Cary Grant: actor, philanthropist, LSD enthusiast. Women wanted him and men wanted to be him. Has he ever starred in a bad movie? The double-feature disc Thirty Day Princess/Kiss and Make Up tests this question.
Kiss and Make Up features Grant as a society plastic surgeon and beauty doctor. He makes all the women lovely, and all their husbands hate him. Husband Edward Everett Horton explains that he had a nice, comfortable wife, and Grant has made her glamorous and high maintenance. He wants a divorce.
Once Horton's wife (Genevieve Tobin) is divorced, of course she has to marry Grant. If only Cary would realize that his sweet secretary (Helen Mack) is the perfect woman for him. Instead, she marries Horton.
The movie satirizes the beauty industry rather brutally, to the point where nobody comes off very well. Grant is cold and egotistical, and her rather deserves what he gets when he marries Tobin, his creation, the stereotyped society beauty. Horton, in his usual role as a plain-faced, plain-speaking type, is too aggrieved to be really sympathetic. Helen Mack is very sweet as the adoring secretary, but is pretty much a doormat (until the happy ending) (spoiler). The scene where she thinks she is being seduced is well played, though.
Also, there is a car chase with chloroform at the end that could have been funnier. There are a lot of glamor shots of the women in the beauty clinic, in tasteful 1930s dishabille, but that's the best I can say for this. I can't think of a comedy that's left me feeling more depressed.
Thirty Day Princess is about as easy to sum up: a banker (Edward Arnold) is floating a bond issue for the tiny nation of Sylvania, or maybe Freedonia. He brings the Princess (Sylvia Sydney) to America to "give them the ballyhoo". When she gets quarantined with mumps, he finds her exact double in a starving actress (Sylvia Sydney, of course). Crusading newspaper editor Cary Grant sets out to rake some muck on the bond scheme, but winds up falling for the counterfeit princess.

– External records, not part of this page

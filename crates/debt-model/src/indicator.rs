//! Source indicators tracked from the raw wide table.

use std::fmt;

use serde::{Deserialize, Serialize};

/// A named indicator row of the raw table.
///
/// Labels must match the source file exactly; matching is case- and
/// whitespace-sensitive.
#[derive(Debug, Clone, Copy, PartialEq, Eq, PartialOrd, Ord, Hash, Serialize, Deserialize)]
pub enum Indicator {
    PrincipalRepayments,
    InterestPayments,
    TotalDebt,
    ShortTermDebt,
    PublicSector,
}

impl Indicator {
    /// Every tracked indicator, in extraction order.
    pub const ALL: [Indicator; 5] = [
        Indicator::PrincipalRepayments,
        Indicator::InterestPayments,
        Indicator::TotalDebt,
        Indicator::ShortTermDebt,
        Indicator::PublicSector,
    ];

    /// The exact row label in the source table.
    pub fn label(self) -> &'static str {
        match self {
            Indicator::PrincipalRepayments => "Principal repayments (long-term)",
            Indicator::InterestPayments => "Interest payments (long-term)",
            Indicator::TotalDebt => "Total External debt stocks",
            Indicator::ShortTermDebt => "Short-term external debt",
            Indicator::PublicSector => "Public sector",
        }
    }

    /// Short snake_case key used in logs.
    pub fn key(self) -> &'static str {
        match self {
            Indicator::PrincipalRepayments => "principal_repayments",
            Indicator::InterestPayments => "interest_payments",
            Indicator::TotalDebt => "total_debt",
            Indicator::ShortTermDebt => "short_term_debt",
            Indicator::PublicSector => "public_sector",
        }
    }
}

impl fmt::Display for Indicator {
    fn fmt(&self, f: &mut fmt::Formatter<'_>) -> fmt::Result {
        f.write_str(self.label())
    }
}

While the comedy isn't exactly laugh-filled, it's pretty sunny throughout. Sydney does a fine job in either role, with a "European" or New York accent. Arnold is a fine scoundrel of an honest banker - in 1934, too. And Grant is Grant, blustery, impulsive, romantic and lovable.
I don't know if I can recommend either of these movies. Kiss and Make Up could be watched just for the sheer misanthropy. Thirty Day Princess isn't bad, but it isn't better than a lot of movies of its type. It might have seemed better next to Kiss.
If you do watch either one, let me know what you think.